Des hommes en noir cagoulés arrivent au sol et par les airs pour capturer de faux malfaiteurs retranchés: les groupes d'intervention de la police nationale (GIPN) ont célébré ce lundi leurs 40 ans avec un spectateur de choix, le ministre de l'Intérieur. Manuel Valls, tout sourire, a suivi l'opération aux côtés de familles de policiers.
«Je suis ici pour saluer ces troupes d'élite de notre police nationale qui interviennent toujours dans des conditions difficiles, extrêmes et qui sont là pour neutraliser des individus, des forcenés, tout simplement protéger les Français», déclare-t-il à la presse, alors que plusieurs affaires ont secoué dernièrement les rangs des policiers.
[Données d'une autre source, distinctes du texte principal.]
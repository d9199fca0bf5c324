use serde::{Deserialize, Serialize};

pub const DEFAULT_RADIUS_METERS: u32 = 100;
pub const DEFAULT_COOLDOWN_MINUTES: u32 = 30;

#[derive(Debug, Clone, Copy, PartialEq, Eq, Hash, Serialize, Deserialize)]
#[serde(rename_all = "SCREAMING_SNAKE_CASE")]
pub enum Transition {
    Enter,
    Exit,
}

#[derive(Debug, Clone, PartialEq, Serialize, Deserialize)]
#[serde(tag = "type")]
pub enum PlaceQuery {
    CurrentLocation,
    FreeText {
        text: String,
    },
    Favorite {
        id: i64,
        lat: f64,
        lon: f64,
        spoken_form: String,
    },
}

/// A registered place as returned by a [`FavoriteResolver`](super::favorites::FavoriteResolver).
#[derive(Debug, Clone, PartialEq, Serialize, Deserialize)]
pub struct FavoriteMatch {
    pub id: i64,
    pub key: String,
    pub lat: f64,
    pub lon: f64,
    pub default_radius_meters: u32,
    pub default_cooldown_minutes: u32,
    pub default_every_time: bool,
}

#[derive(Debug, Clone, PartialEq, Eq, Serialize, Deserialize)]
pub struct TimeReminder {
    pub trigger_at_epoch_millis: i64,
    pub label: String,
}

#[derive(Debug, Clone, PartialEq, Serialize, Deserialize)]
pub struct PlaceReminder {
    pub transition: Transition,
    pub query: PlaceQuery,
    pub radius_meters: u32,
    pub cooldown_minutes: u32,
    pub every_time: bool,
    pub label: String,
}

/// Fully resolved reminder. `label` is never blank.
#[derive(Debug, Clone, PartialEq, Serialize, Deserialize)]
#[serde(tag = "kind")]
pub enum ReminderIntent {
    Time(TimeReminder),
    Place(PlaceReminder),
}

impl ReminderIntent {
    pub fn label(&self) -> &str {
        match self {
            Self::Time(t) => &t.label,
            Self::Place(p) => &p.label,
        }
    }
}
Le premier GIPN a été fondé en octobre 1972, après le massacre des athlètes israéliens pris en otage par des Palestiniens aux Jeux olympiques de Munich. Ces groupes d'intervention regroupant près de 200 hommes, à vocation régionale, sont au nombre de dix aujourd'hui, basés à Lyon, Bordeaux, Lille, Marseille, Nice, Rennes, Strasbourg, La Réunion, la Nouvelle-Calédonie et la Guadeloupe.